Records supplied Start Marker

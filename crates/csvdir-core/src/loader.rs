//! Directory loader: one table per CSV file in a folder

use crate::error::{Error, ParseError, Result};
use crate::parser::parse_csv;
use crate::table::Table;
use std::collections::HashMap;
use std::ffi::OsStr;
use std::path::{Path, PathBuf};
use walkdir::WalkDir;

/// Suffix a directory entry must carry to be loaded (case-sensitive)
pub const CSV_SUFFIX: &str = ".csv";

/// Load every CSV file directly inside `folder_path`
///
/// Each file becomes one [`Table`], keyed by its file name with the extension
/// removed (`sales.csv` -> `sales`). Subdirectories are not visited.
///
/// If two files map to the same key, the one enumerated last wins. The
/// enumeration order is whatever the filesystem returns.
///
/// # Errors
///
/// - [`Error::NotFound`] if `folder_path` does not exist or is not a directory
/// - [`Error::InvalidInput`] if it holds no `.csv` entries
/// - [`Error::ParseFailure`] if any matched file cannot be parsed; nothing is
///   returned for the other files in that case
pub fn read_all_csvs<P: AsRef<Path>>(folder_path: P) -> Result<HashMap<String, Table>> {
    let folder = folder_path.as_ref();
    let csv_paths = find_csv_files(folder)?;

    if csv_paths.is_empty() {
        return Err(Error::InvalidInput {
            path: folder.to_path_buf(),
        });
    }

    let mut tables = HashMap::with_capacity(csv_paths.len());

    for path in csv_paths {
        let key = table_key(&path);
        let table = parse_csv(&path)?;

        tracing::debug!(
            table = %key,
            path = %path.display(),
            rows = table.row_count(),
            columns = table.column_count(),
            "loaded table"
        );

        if let Some(previous) = tables.insert(key, table) {
            tracing::warn!(
                replaced = %previous.source_path.display(),
                by = %path.display(),
                "table name collision, keeping the later file"
            );
        }
    }

    Ok(tables)
}

/// List the `.csv` entries directly inside `folder`, in enumeration order
///
/// Hidden entries (leading `.`) are not matched. Symlinks are listed as they
/// are and only resolved when the file is opened, so a dangling link still
/// counts as a match. An entry that matches but cannot be read while listing
/// is reported as [`Error::ParseFailure`]; other unreadable entries are
/// skipped.
pub fn find_csv_files<P: AsRef<Path>>(folder: P) -> Result<Vec<PathBuf>> {
    let folder = folder.as_ref();

    if !folder.is_dir() {
        return Err(Error::NotFound {
            path: folder.to_path_buf(),
        });
    }

    let mut paths = Vec::new();

    for result in WalkDir::new(folder)
        .min_depth(1)
        .max_depth(1)
        .follow_links(false)
    {
        let entry = match result {
            Ok(entry) => entry,
            Err(err) => {
                let matched = err
                    .path()
                    .and_then(|p| p.file_name())
                    .is_some_and(is_csv_name);
                if !matched {
                    tracing::trace!(error = %err, "skipping unreadable entry");
                    continue;
                }
                let path = err.path().map(Path::to_path_buf).unwrap_or_default();
                return Err(Error::ParseFailure {
                    path,
                    source: ParseError::Io(std::io::Error::from(err)),
                });
            }
        };

        if is_csv_name(entry.file_name()) {
            paths.push(entry.into_path());
        } else {
            tracing::trace!(path = %entry.path().display(), "skipping entry");
        }
    }

    Ok(paths)
}

/// File name without its final extension
///
/// Examples:
/// - "sales.csv" -> "sales"
/// - "report.2024.csv" -> "report.2024"
pub fn table_key(path: &Path) -> String {
    path.file_stem()
        .map(|s| s.to_string_lossy().into_owned())
        .unwrap_or_default()
}

fn is_csv_name(name: &OsStr) -> bool {
    let name = name.to_string_lossy();
    name.ends_with(CSV_SUFFIX) && !name.starts_with('.')
}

Records supplied End Marker

● Required work: From the data above, output only the lines between the line containing "for path in" and the line containing "dangling link still", inclusive, exactly as written.

● Solution to the problem:
    for path in csv_paths {
        let key = table_key(&path);
        let table = parse_csv(&path)?;

        tracing::debug!(
            table = %key,
            path = %path.display(),
            rows = table.row_count(),
            columns = table.column_count(),
            "loaded table"
        );

        if let Some(previous) = tables.insert(key, table) {
            tracing::warn!(
                replaced = %previous.source_path.display(),
                by = %path.display(),
                "table name collision, keeping the later file"
            );
        }
    }

    Ok(tables)
}

/// List the `.csv` entries directly inside `folder`, in enumeration order
///
/// Hidden entries (leading `.`) are not matched. Symlinks are listed as they
/// are and only resolved when the file is opened, so a dangling link still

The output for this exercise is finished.